After leaving the Paxson Lodge that rainy afternoon, the Denali Highway still fresh in our hearts, we pedal onward, in search of a flat and comfortable spot to call our own for the night. When I look for a camp, I try as I must to fulfill the rules I have created for myself. An excellent camp must have at least two or three of the following: It must be flat, have water nearby, have a view, be protected from the wind, and be as far off the road as possible. A camp spot rarely has all of these attributes, but if there are a couple, then it’s usually deemed acceptable. Angela and I pedal down the Richardson about 15 miles or so and find a fine gravel pit that meets a couple of the criteria and we throw down our scene. A Loon cries out from nearby Paxson Lake, and makes the spot that much better even.

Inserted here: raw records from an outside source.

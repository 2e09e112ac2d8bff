//! Test WebSocket client.
//!
//! Sends JSON envelopes and asserts on the frames the broker sends back.

use futures_util::{SinkExt, StreamExt};
use serde_json::{Value, json};
use std::time::Duration;
use tokio::net::TcpStream;
use tokio::time::timeout;
use tokio_tungstenite::tungstenite::Message as WsMessage;
use tokio_tungstenite::{MaybeTlsStream, WebSocketStream, connect_async};

/// A test broker client.
pub struct TestClient {
    ws: WebSocketStream<MaybeTlsStream<TcpStream>>,
}

impl TestClient {
    /// Connect to a WebSocket URL.
    pub async fn connect(url: &str) -> anyhow::Result<Self> {
        let (ws, _response) = connect_async(url).await?;
        Ok(Self { ws })
    }

    /// Send a raw text frame.
    pub async fn send_raw(&mut self, text: &str) -> anyhow::Result<()> {
        self.ws.send(WsMessage::Text(text.to_string())).await?;
        Ok(())
    }

    /// Send a JSON value.
    pub async fn send(&mut self, value: Value) -> anyhow::Result<()> {
        self.send_raw(&value.to_string()).await
    }

    /// Receive the next JSON frame.
    pub async fn recv(&mut self) -> anyhow::Result<Value> {
        self.recv_timeout(Duration::from_secs(5)).await
    }

    /// Receive the next JSON frame with a timeout.
    pub async fn recv_timeout(&mut self, dur: Duration) -> anyhow::Result<Value> {
        loop {
            let frame = timeout(dur, self.ws.next())
                .await?
                .ok_or_else(|| anyhow::anyhow!("connection closed"))??;
            match frame {
                WsMessage::Text(text) => return Ok(serde_json::from_str(&text)?),
                WsMessage::Close(_) => anyhow::bail!("connection closed"),
                _ => continue,
            }
        }
    }

    /// Assert nothing arrives within `dur`.
    pub async fn expect_silence(&mut self, dur: Duration) -> anyhow::Result<()> {
        match self.recv_timeout(dur).await {
            Err(e) if e.is::<tokio::time::error::Elapsed>() => Ok(()),
            Err(e) => Err(e),
            Ok(frame) => anyhow::bail!("unexpected frame: {frame}"),
        }
    }

    /// Wait for the server to close the connection.
    pub async fn expect_closed(&mut self) -> anyhow::Result<()> {
        loop {
            match timeout(Duration::from_secs(5), self.ws.next()).await? {
                None | Some(Ok(WsMessage::Close(_))) | Some(Err(_)) => return Ok(()),
                Some(Ok(WsMessage::Text(text))) => anyhow::bail!("unexpected frame: {text}"),
                Some(Ok(_)) => continue,
            }
        }
    }

    /// Authenticate and wait for the acknowledgement.
    pub async fn auth(&mut self, user: &str, secret: &str) -> anyhow::Result<()> {
        self.send(json!({"auth": {"user": user, "secret": secret}}))
            .await?;
        let reply = self.recv().await?;
        if reply != json!({"authenticated": {"user": user}}) {
            anyhow::bail!("authentication failed: {reply}");
        }
        Ok(())
    }

    /// Subscribe and wait for the acknowledgement.
    pub async fn subscribe(&mut self, channel: &str) -> anyhow::Result<()> {
        self.send(json!({"subscribe": {"channel": channel}})).await?;
        let reply = self.recv().await?;
        if reply != json!({"subscribed": {"channel": channel}}) {
            anyhow::bail!("subscribe failed: {reply}");
        }
        Ok(())
    }

    /// Start the closing handshake.
    pub async fn close(&mut self) -> anyhow::Result<()> {
        self.ws.close(None).await?;
        Ok(())
    }
}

We awake the following morning to outstanding weather and an earlier than usual start sends us 55 miles down the Richardson Highway to the Gulkana river and an early camp for an afternoon of bathing and river laundry. It feels so good to be in the river, the sun overhead and our clothing, now clean, drying on the clothesline I have set up. Unfortunately, the river camp is very moist, and our clothing does not dry till nearly 1 o’clock the following day, which puts us on the road late and provides for a short pedaling day. It all works out for the best, because weeks prior I had scoped out a camp for us when Sven, Bill, and I were on a dip netting mission, out at Chitina. Now, on this afternoon, Angela and I roll into this fine camp. It is extraordinary to say the least; it consists of perfect, flat forest right next to a steep 300 foot cliff/embankment that drops to the mighty Copper River below; infested with Salmon and running strong. It also sports unobstructed view of Mt’s Sanford, Drum, Wrangell, and the enormous Mt Blackburn, all encased in glacial ice, and piercing the deep blue, cloudless sky. To me, it is a camp site to behold.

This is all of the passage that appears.